──────── Supplied data ────────

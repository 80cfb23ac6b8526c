//! Taskboard Frontend Entry Point

mod app;
mod components;
mod config;
mod context;
mod hooks;
mod logging;
mod storage;

use app::App;
use leptos::prelude::*;

fn main() {
    console_error_panic_hook::set_once();
    logging::init();
    mount_to_body(App);
}
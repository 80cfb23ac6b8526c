//! Error types for backend calls.

/// Everything that can go wrong between a hook and the backend.
///
/// Validation failures never get here; they are caught by
/// [`crate::validation`] before any request is built.
#[derive(Debug, Clone, PartialEq, thiserror::Error)]
pub enum ApiError {
    #[error("request failed with status {status}")]
    Status { status: u16, message: Option<String> },

    #[error("session renewal failed: {0}")]
    RenewalFailed(Box<ApiError>),

    #[error("transport error: {0}")]
    Transport(String),

    #[error("malformed response body: {0}")]
    Decode(String),

    #[error("{0} is required")]
    MissingIdentifier(&'static str),
}

pub type ApiResult<T> = Result<T, ApiError>;

impl ApiError {
    /// HTTP status of the failure, if the backend answered at all.
    pub fn status(&self) -> Option<u16> {
        match self {
            ApiError::Status { status, .. } => Some(*status),
            ApiError::RenewalFailed(inner) => inner.status(),
            _ => None,
        }
    }

    /// The `message` field of the backend's error body, when present.
    pub fn server_message(&self) -> Option<&str> {
        match self {
            ApiError::Status { message, .. } => message.as_deref(),
            ApiError::RenewalFailed(inner) => inner.server_message(),
            _ => None,
        }
    }

    /// Text to show the user: the server's message, else `fallback`.
    pub fn user_message(&self, fallback: &str) -> String {
        self.server_message()
            .filter(|message| !message.trim().is_empty())
            .unwrap_or(fallback)
            .to_string()
    }
}

impl From<reqwest::Error> for ApiError {
    fn from(err: reqwest::Error) -> Self {
        ApiError::Transport(err.to_string())
    }
}

impl From<serde_json::Error> for ApiError {
    fn from(err: serde_json::Error) -> Self {
        ApiError::Decode(err.to_string())
    }
}

#[cfg(test)]
mod tests {
    use super::*;

    #[test]
    fn test_user_message_prefers_server_text() {
        let err = ApiError::Status {
            status: 409,
            message: Some("Email already exists".into()),
        };
        assert_eq!(err.user_message("Registration failed"), "Email already exists");
    }

    #[test]
    fn test_user_message_falls_back() {
        let err = ApiError::Status { status: 500, message: None };
        assert_eq!(err.user_message("Failed to fetch projects"), "Failed to fetch projects");

        let blank = ApiError::Status { status: 400, message: Some("  ".into()) };
        assert_eq!(blank.user_message("Failed"), "Failed");

        let offline = ApiError::Transport("connection refused".into());
        assert_eq!(offline.user_message("Failed"), "Failed");
    }

    #[test]
    fn test_renewal_failure_exposes_inner_status() {
        let err = ApiError::RenewalFailed(Box::new(ApiError::Status { status: 401, message: None }));
        assert_eq!(err.status(), Some(401));
    }
}
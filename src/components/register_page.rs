//! Register Page

use gloo_timers::future::TimeoutFuture;
use leptos::prelude::*;
use leptos::task::spawn_local;
use taskboard_client::validation::{validate_registration, FieldErrors, RegistrationForm};

use super::{ErrorBanner, FormField};
use crate::context::{AppContext, Route};

/// Pause on the confirmation before moving on to login
const REDIRECT_DELAY_MS: u32 = 2_000;

#[component]
pub fn RegisterPage() -> impl IntoView {
    let ctx = expect_context::<AppContext>();

    let name = RwSignal::new(String::new());
    let email = RwSignal::new(String::new());
    let password = RwSignal::new(String::new());
    let confirm_password = RwSignal::new(String::new());
    let errors = RwSignal::new(FieldErrors::default());
    let general = RwSignal::new(None::<String>);
    let submitting = RwSignal::new(false);
    let registered = RwSignal::new(false);

    let on_submit = move |ev: web_sys::SubmitEvent| {
        ev.prevent_default();
        let form = RegistrationForm {
            name: name.get_untracked(),
            email: email.get_untracked(),
            password: password.get_untracked(),
            confirm_password: confirm_password.get_untracked(),
        };
        let details = match validate_registration(&form) {
            Ok(details) => details,
            Err(field_errors) => {
                errors.set(field_errors);
                return;
            }
        };
        errors.set(FieldErrors::default());
        general.set(None);
        submitting.set(true);

        spawn_local(async move {
            let result = ctx.session.register(details).await;
            submitting.set(false);
            match result {
                Ok(nav) => {
                    registered.set(true);
                    TimeoutFuture::new(REDIRECT_DELAY_MS).await;
                    // The user may have left already
                    if ctx.route.get_untracked() == Route::Register {
                        ctx.follow(nav);
                    }
                }
                Err(err) => general.set(Some(err.user_message("Registration failed. Please try again."))),
            }
        });
    };

    let go_to_login = move |ev: web_sys::MouseEvent| {
        ev.prevent_default();
        ctx.navigate(Route::Login);
    };

    view! {
        <div class="auth-page">
            <Show
                when=move || registered.get()
                fallback=move || view! {
                    <div class="auth-card">
                        <h1>"Create Account"</h1>
                        <p class="subtitle">"Start organising your projects"</p>

                        <ErrorBanner message=general />

                        <form on:submit=on_submit novalidate>
                            <FormField id="name" label="Full Name" placeholder="Your name"
                                value=name errors=errors field="name" disabled=submitting />
                            <FormField id="email" label="Email Address" input_type="email" placeholder="you@example.com"
                                value=email errors=errors field="email" disabled=submitting />
                            <FormField id="password" label="Password" input_type="password" placeholder="At least 6 characters"
                                value=password errors=errors field="password" disabled=submitting />
                            <FormField id="confirm_password" label="Confirm Password" input_type="password" placeholder="Repeat your password"
                                value=confirm_password errors=errors field="confirm_password" disabled=submitting />
                            <button type="submit" class="primary-btn" disabled=move || submitting.get()>
                                {move || if submitting.get() { "Creating account..." } else { "Create Account" }}
                            </button>
                        </form>

                        <p class="auth-switch">
                            "Already have an account? "
                            <a href="/login" on:click=go_to_login>"Sign In Instead"</a>
                        </p>
                    </div>
                }
            >
                <div class="auth-card success">
                    <h2>"Registration Successful!"</h2>
                    <p>"Your account has been created. Redirecting to login..."</p>
                    <a href="/login" class="primary-btn" on:click=go_to_login>"Go to Login"</a>
                </div>
            </Show>
        </div>
    }
}
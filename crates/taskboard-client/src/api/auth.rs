//! Auth Endpoints
//!
//! Login, registration, logout and silent renewal. All cookie based; the
//! only thing the client ever keeps is the email it logged in with.

use std::rc::Rc;

use crate::error::ApiResult;
use crate::http::{ApiRequest, HttpClient, Transport, LOGIN_PATH, REFRESH_PATH};
use crate::models::{LoginRequest, MessageResponse, RegisterRequest};

const LOGOUT_PATH: &str = "/auth/logout";
const REGISTER_PATH: &str = "/users/register";

pub struct AuthApi<T> {
    http: Rc<HttpClient<T>>,
}

impl<T> Clone for AuthApi<T> {
    fn clone(&self) -> Self {
        Self { http: self.http.clone() }
    }
}

impl<T: Transport> AuthApi<T> {
    pub fn new(http: Rc<HttpClient<T>>) -> Self {
        Self { http }
    }

    /// The session cookie is the only useful output; the body is ignored.
    pub async fn login(&self, credentials: &LoginRequest) -> ApiResult<()> {
        self.http.send(ApiRequest::post(LOGIN_PATH).json(credentials)?).await
    }

    pub async fn register(&self, details: &RegisterRequest) -> ApiResult<MessageResponse> {
        self.http.fetch(ApiRequest::post(REGISTER_PATH).json(details)?).await
    }

    pub async fn logout(&self) -> ApiResult<()> {
        self.http.send(ApiRequest::post(LOGOUT_PATH)).await
    }

    pub async fn refresh(&self) -> ApiResult<()> {
        self.http.send(ApiRequest::post(REFRESH_PATH)).await
    }
}
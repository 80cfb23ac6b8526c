//! Form Field Component
//!
//! Labelled input bound to a string signal, with its validation message.

use leptos::prelude::*;
use taskboard_client::validation::FieldErrors;

/// Labelled input or textarea
///
/// Editing the field clears its entry in `errors`.
#[component]
pub fn FormField(
    id: &'static str,
    label: &'static str,
    value: RwSignal<String>,
    errors: RwSignal<FieldErrors>,
    /// Key of this field in `errors`
    field: &'static str,
    #[prop(into)] disabled: Signal<bool>,
    #[prop(default = "text")] input_type: &'static str,
    #[prop(default = "")] placeholder: &'static str,
    #[prop(default = false)] multiline: bool,
) -> impl IntoView {
    let on_input = move |ev: web_sys::Event| {
        value.set(event_target_value(&ev));
        if errors.with_untracked(|e| e.get(field).is_some()) {
            errors.update(|e| e.clear(field));
        }
    };
    let message = move || errors.with(|e| e.get(field).map(str::to_string));

    let input = if multiline {
        view! {
            <textarea
                id=id
                rows="4"
                placeholder=placeholder
                prop:value=move || value.get()
                disabled=move || disabled.get()
                on:input=on_input
            ></textarea>
        }
        .into_any()
    } else {
        view! {
            <input
                id=id
                type=input_type
                placeholder=placeholder
                prop:value=move || value.get()
                disabled=move || disabled.get()
                on:input=on_input
            />
        }
        .into_any()
    };

    view! {
        <div class=move || if message().is_some() { "form-field has-error" } else { "form-field" }>
            <label for=id>{label}</label>
            {input}
            {move || message().map(|m| view! { <p class="field-error">{m}</p> })}
        </div>
    }
}
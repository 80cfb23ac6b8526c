//! Taskboard Frontend App
//!
//! Installs the app context, restores the session and switches between
//! pages on the route signal.

use leptos::prelude::*;

use crate::components::{LoadingScreen, LoginPage, ProjectsPage, RegisterPage, TasksPage};
use crate::config;
use crate::context::{AppContext, Route};

#[component]
pub fn App() -> impl IntoView {
    let ctx = AppContext::new(config::load());
    provide_context(ctx);
    ctx.session.initialize();

    // Protected routes need a settled, authenticated session.
    Effect::new(move |_| {
        let route = ctx.route.get();
        let (resolving, authenticated) = ctx.session.state().with(|s| (s.is_resolving(), s.is_authenticated()));
        if route.is_protected() && !resolving && !authenticated {
            tracing::debug!(path = %route.path(), "not signed in, redirecting to login");
            ctx.redirect(Route::Login);
        }
    });

    view! {
        <div class="app-layout">
            {move || match ctx.route.get() {
                Route::Login => view! { <LoginPage /> }.into_any(),
                Route::Register => view! { <RegisterPage /> }.into_any(),
                route => view! { <Protected route=route /> }.into_any(),
            }}
        </div>
    }
}

/// Renders `route` once the session is known to be authenticated.
#[component]
fn Protected(route: Route) -> impl IntoView {
    let ctx = expect_context::<AppContext>();
    let gate = Memo::new(move |_| ctx.session.state().with(|s| (s.is_resolving(), s.is_authenticated())));

    move || match gate.get() {
        (true, _) => view! { <LoadingScreen /> }.into_any(),
        // the redirect effect takes it from here
        (false, false) => ().into_any(),
        (false, true) => match route {
            Route::Tasks(project_id) => view! { <TasksPage project_id=project_id /> }.into_any(),
            _ => view! { <ProjectsPage /> }.into_any(),
        },
    }
}
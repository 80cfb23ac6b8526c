//! Wire Models
//!
//! Data structures matching the backend's JSON payloads.

use chrono::NaiveDate;
use serde::{Deserialize, Serialize};

/// Anything a collection can match by identity.
pub trait Identified {
    fn id(&self) -> i64;
}

/// The only auth artifact kept on the client
#[derive(Debug, Clone, PartialEq, Eq, Serialize, Deserialize)]
pub struct Identity {
    pub email: String,
}

/// Project data structure (matches backend)
#[derive(Debug, Clone, PartialEq, Eq, Serialize, Deserialize)]
#[serde(rename_all = "camelCase")]
pub struct Project {
    pub id: i64,
    pub title: String,
    #[serde(default)]
    pub description: Option<String>,
    #[serde(default)]
    pub total_tasks: u32,
    #[serde(default)]
    pub completed_tasks: u32,
    #[serde(default)]
    pub progress_percentage: u32,
}

impl Identified for Project {
    fn id(&self) -> i64 {
        self.id
    }
}

impl Project {
    /// Case-insensitive match on title or description; a blank query matches all.
    pub fn matches(&self, query: &str) -> bool {
        let query = query.trim().to_lowercase();
        if query.is_empty() {
            return true;
        }
        self.title.to_lowercase().contains(&query)
            || self
                .description
                .as_deref()
                .is_some_and(|d| d.to_lowercase().contains(&query))
    }
}

#[derive(Debug, Clone, PartialEq, Eq, Serialize, Deserialize)]
#[serde(rename_all = "camelCase")]
pub struct ProjectProgress {
    pub project_id: i64,
    pub total_tasks: u32,
    pub completed_tasks: u32,
    pub progress_percentage: u32,
}

/// Task data structure (matches backend)
#[derive(Debug, Clone, PartialEq, Eq, Serialize, Deserialize)]
#[serde(rename_all = "camelCase")]
pub struct Task {
    pub id: i64,
    pub title: String,
    #[serde(default)]
    pub description: Option<String>,
    #[serde(default)]
    pub due_date: Option<NaiveDate>,
    pub completed: bool,
}

impl Identified for Task {
    fn id(&self) -> i64 {
        self.id
    }
}

impl Task {
    /// Past its due date and still open.
    pub fn is_overdue(&self, today: NaiveDate) -> bool {
        !self.completed && self.due_date.is_some_and(|due| due < today)
    }
}

// ========================
// Page Summaries
// ========================

/// Header figures for the projects page, computed over the loaded page.
#[derive(Debug, Clone, Copy, PartialEq, Eq, Default)]
pub struct ProjectStats {
    pub total: usize,
    pub in_progress: usize,
    pub completed: usize,
    pub total_tasks: u32,
}

impl ProjectStats {
    pub fn of(projects: &[Project]) -> Self {
        projects.iter().fold(Self::default(), |mut stats, p| {
            stats.total += 1;
            match p.progress_percentage {
                100 => stats.completed += 1,
                0 => {}
                _ => stats.in_progress += 1,
            }
            stats.total_tasks += p.total_tasks;
            stats
        })
    }
}

#[derive(Debug, Clone, Copy, PartialEq, Eq, Default)]
pub struct TaskStats {
    pub total: usize,
    pub active: usize,
    pub completed: usize,
}

impl TaskStats {
    pub fn of(tasks: &[Task]) -> Self {
        let completed = tasks.iter().filter(|t| t.completed).count();
        Self {
            total: tasks.len(),
            active: tasks.len() - completed,
            completed,
        }
    }
}

// ========================
// Request Bodies
// ========================

#[derive(Debug, Clone, PartialEq, Eq, Serialize)]
pub struct LoginRequest {
    pub email: String,
    pub password: String,
}

#[derive(Debug, Clone, PartialEq, Eq, Serialize)]
pub struct RegisterRequest {
    pub name: String,
    pub email: String,
    pub password: String,
}

/// Body for both project create and update
#[derive(Debug, Clone, PartialEq, Eq, Serialize)]
pub struct ProjectRequest {
    pub title: String,
    #[serde(skip_serializing_if = "Option::is_none")]
    pub description: Option<String>,
}

/// Body for both task create and update
#[derive(Debug, Clone, PartialEq, Eq, Serialize)]
#[serde(rename_all = "camelCase")]
pub struct TaskRequest {
    pub title: String,
    #[serde(skip_serializing_if = "Option::is_none")]
    pub description: Option<String>,
    #[serde(skip_serializing_if = "Option::is_none")]
    pub due_date: Option<NaiveDate>,
}

/// `{message}` acknowledgement returned by auth and registration endpoints
#[derive(Debug, Clone, PartialEq, Eq, Default, Serialize, Deserialize)]
pub struct MessageResponse {
    #[serde(default)]
    pub message: String,
}

/// Task list filters; `None` means "don't filter on this"
#[derive(Debug, Clone, PartialEq, Eq, Default)]
pub struct TaskFilters {
    pub completed: Option<bool>,
    pub search: Option<String>,
}

impl TaskFilters {
    /// Query parameters for the list endpoint. Blank searches are dropped.
    pub fn query_pairs(&self) -> Vec<(&'static str, String)> {
        let mut pairs = Vec::new();
        if let Some(completed) = self.completed {
            pairs.push(("completed", completed.to_string()));
        }
        if let Some(search) = self.search.as_deref().map(str::trim).filter(|s| !s.is_empty()) {
            pairs.push(("search", search.to_string()));
        }
        pairs
    }
}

────────

• **Task description**:
In the entries above, find each line with the word "fallback" and show it.

• **Result for this exercise**:
    /// Text to show the user: the server's message, else `fallback`.
    pub fn user_message(&self, fallback: &str) -> String {
            .unwrap_or(fallback)
                fallback=move || view! {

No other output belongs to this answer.